Do you ever feel like you’re missing something?

When I feel like I’m missing something, I like to make a trip to Target.

I mean, I’m not serious of course, but I’m kind of serious. Target has this freaky and amazing way of helping me see what I’m missing that I didn’t know I was missing. A mustard yellow throw pillow that would look great on my couch. The newest books I need to read and DVDs I need to watch. As I’m wandering the aisles I can practically picture my husband and myself, curled up on the couch together, with glasses of hot cocoa and a bowl of homemade popcorn, watching those movies and reading those books together, the beautiful throw pillow sitting next to us.

But the truth is, the more I buy and do, and even the more “productive” I am in September (or anytime), the more it feels like I’m missing something.

I wonder if you sense that too.

A few years ago I did this totally crazy thing.

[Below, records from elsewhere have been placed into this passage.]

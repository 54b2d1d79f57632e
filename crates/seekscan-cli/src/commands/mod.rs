pub mod goto_hole;
pub mod grid;
pub mod map_holes;
pub mod prepare;
pub mod reconcile;
pub mod run;
pub mod status;

use std::error::Error;
use std::fs;
use std::path::{Path, PathBuf};

use serde::Serialize;

use seekscan_core::errors::SeekError;
use seekscan_core::{to_canonical_json_bytes, AffineCalibration, Point2D};

/// Stored pixel-to-stage transform inside the working directory.
pub const STAGE_CALIBRATION_FILE: &str = "calib_stage.json";
/// Stored pixel-to-beamshift transform inside the working directory.
pub const BEAMSHIFT_CALIBRATION_FILE: &str = "calib_beamshift.json";
/// Default scan parameters inside the working directory.
pub const SCAN_CONFIG_FILE: &str = "scan.yaml";

pub fn load_calibration(path: &Path) -> Result<AffineCalibration, SeekError> {
    let contents = fs::read_to_string(path)
        .map_err(|err| SeekError::persistence("calibration-read", err, path.display()))?;
    serde_json::from_str(&contents)
        .map_err(|err| SeekError::persistence("calibration-parse", err, path.display()))
}

/// Explicit path first, then the working directory copy, then identity.
pub fn resolve_calibration(
    explicit: Option<&Path>,
    dir: &Path,
    file_name: &str,
    identity_reference: Point2D,
) -> Result<AffineCalibration, SeekError> {
    if let Some(path) = explicit {
        return load_calibration(path);
    }
    let path = dir.join(file_name);
    if path.is_file() {
        return load_calibration(&path);
    }
    tracing::warn!(file = file_name, "no calibration found, using identity");
    Ok(AffineCalibration::identity(identity_reference))
}

/// Explicit config path first, then `scan.yaml` in the working directory.
pub fn resolve_scan_config_path(explicit: Option<&PathBuf>, dir: &Path) -> Option<PathBuf> {
    explicit.cloned().or_else(|| {
        let path = dir.join(SCAN_CONFIG_FILE);
        path.is_file().then_some(path)
    })
}

pub fn render_json<T: Serialize>(value: &T) -> Result<String, Box<dyn Error>> {
    let bytes = to_canonical_json_bytes(value).map_err(|err| Box::new(err) as Box<dyn Error>)?;
    Ok(String::from_utf8(bytes)?)
}

pub fn write_json<T: Serialize>(path: &Path, value: &T) -> Result<(), Box<dyn Error>> {
    if let Some(parent) = path.parent().filter(|p| !p.as_os_str().is_empty()) {
        fs::create_dir_all(parent)?;
    }
    fs::write(path, render_json(value)?)?;
    Ok(())
}
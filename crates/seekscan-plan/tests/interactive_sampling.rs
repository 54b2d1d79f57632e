mod common;

use common::{assert_close, rim_of, ScriptedOperator, StageScript};
use rand::rngs::StdRng;
use rand::SeedableRng;
use seekscan_core::{Point2D, SeekError};
use seekscan_geom::fit_circle;
use seekscan_plan::{synthetic_circle, HoleSampler, SampleDecision};

fn answers_for(decisions: &[&str]) -> Vec<String> {
    let mut answers = Vec::new();
    for decision in decisions {
        answers.extend(["", "", "", ""].iter().map(|s| s.to_string()));
        answers.push(decision.to_string());
    }
    answers
}

fn operator(decisions: &[&str]) -> ScriptedOperator {
    let answers = answers_for(decisions);
    let refs: Vec<&str> = answers.iter().map(String::as_str).collect();
    ScriptedOperator::new(&refs)
}

#[test]
fn decisions_parse_leniently() {
    assert_eq!(SampleDecision::parse(""), SampleDecision::Continue);
    assert_eq!(SampleDecision::parse("yes"), SampleDecision::Continue);
    assert_eq!(SampleDecision::parse("No"), SampleDecision::Stop);
    assert_eq!(SampleDecision::parse(" redo "), SampleDecision::Redo);
}

#[test]
fn sampler_yields_until_operator_says_no() {
    let a = Point2D::new(100.0, 200.0);
    let b = Point2D::new(-300.0, 50.0);
    let mut positions = rim_of(a, 40.0).to_vec();
    positions.extend(rim_of(b, 45.0));
    let microscope = StageScript::new(&positions);
    let mut operator = operator(&["y", "no"]);

    let fits: Vec<_> = HoleSampler::new(&microscope, &mut operator, 1)
        .collect::<Result<_, _>>()
        .unwrap();
    assert_eq!(fits.len(), 2);
    assert_close(fits[0].center, a);
    assert_close(fits[1].center, b);
    assert!((fits[1].radius - 45.0).abs() < 1e-6);
    assert!(operator.answers.is_empty());
    assert!(operator.prompts[1].contains("1 >>"));
}

#[test]
fn redo_discards_the_hole() {
    let discarded = Point2D::new(0.0, 500.0);
    let kept = Point2D::new(700.0, 0.0);
    let mut positions = rim_of(discarded, 30.0).to_vec();
    positions.extend(rim_of(kept, 30.0));
    let microscope = StageScript::new(&positions);
    let mut operator = operator(&["redo", "n"]);

    let fits: Vec<_> = HoleSampler::new(&microscope, &mut operator, 1)
        .collect::<Result<_, _>>()
        .unwrap();
    assert_eq!(fits.len(), 1);
    assert_close(fits[0].center, kept);
}

#[test]
fn origin_stage_falls_back_to_synthetic_circle() {
    let microscope = StageScript::new(&[]);
    let mut operator = ScriptedOperator::new(&["n"; 64]);
    let fits: Vec<_> = HoleSampler::new(&microscope, &mut operator, 7)
        .collect::<Result<_, _>>()
        .unwrap();
    assert_eq!(fits.len(), 1);
    assert!((fits[0].radius - 1.0).abs() < 1e-6);
}

#[test]
fn running_out_of_answers_ends_with_the_error() {
    let microscope = StageScript::new(&rim_of(Point2D::ORIGIN, 10.0));
    let mut operator = ScriptedOperator::new(&["", ""]);
    let mut sampler = HoleSampler::new(&microscope, &mut operator, 1);
    assert!(matches!(sampler.next(), Some(Err(SeekError::Abort(_)))));
    assert!(sampler.next().is_none());
}

#[test]
fn synthetic_rim_lies_on_a_unit_circle() {
    let mut rng = StdRng::seed_from_u64(42);
    for _ in 0..20 {
        let rim = synthetic_circle(&mut rng);
        if let Ok(fit) = fit_circle(rim) {
            assert!((fit.radius - 1.0).abs() < 1e-6);
        }
    }
}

Inspired by the story of the Rich Young Ruler from the Gospels, I sold almost everything I owned, moved into my car, and traveled to all 50 states to write a book called Packing Light. I know it sounds extreme, and it probably was, but I was single and unattached at the time, and I wanted to see what it would look like to make room in my life — to let go of the clutter and mess that was making it seem so crowded.

A few days into my journey, I had dinner with a couple who asked me a question I’ll never forget.

They asked: What do you need?

Think about that question for a second. What do you need? If someone asked you that question today, would you know how to answer it?

Everything I owned was in my car, and still I had a really hard time.

It made me think about how rarely I allow myself to go on a journey without everything I need. In fact, even the thought of being unprepared makes me feel sort of nervous and irresponsible. Maybe that’s why I pack my life and my home with so many things all the time — even good things — like cookies and friends and Bible studies and furniture I love and throw pillows to match the season.

Maybe it makes me feel like I’m in control, like I won’t ever have to go without.

The second thing I realized when they asked me the question was that, despite the fact everything I owned fit into my small 4-door sedan parked outside, I didn’t really need anything. It was such a strange sensation to think about all the things I had packed so diligently, into every nook and cranny of my vehicle, without really knowing what I needed.

I had no idea what was coming.

I don’t really know what I need until I go without.

Now that I’m home and I have a closet again and a bunch of cupboards, and a normal, weekly schedule I can fill with things I really like and want, I have to remind myself of this lesson often. I have to ask myself: What do you need? I have to consciously choose to clear out the clutter and make space in my life.

And I’ll be honest: I find it really hard.

But I try to think back to what it felt like when I camped in the Grand Tetons — drove my car out into the middle of nowhere and set up a tent and slept in my clothes and rose without an alarm clock. I try to remember what it felt like for morning to linger for hours before she ushered in the afternoon.

I try to remember how open my heart seemed…

How open my life seemed..

I try to remember how, even though I didn’t have a Starbucks in hand or a mirror to do my make-up, or any throw pillows to speak of, I had everything I needed.

I try to remember how God met me there.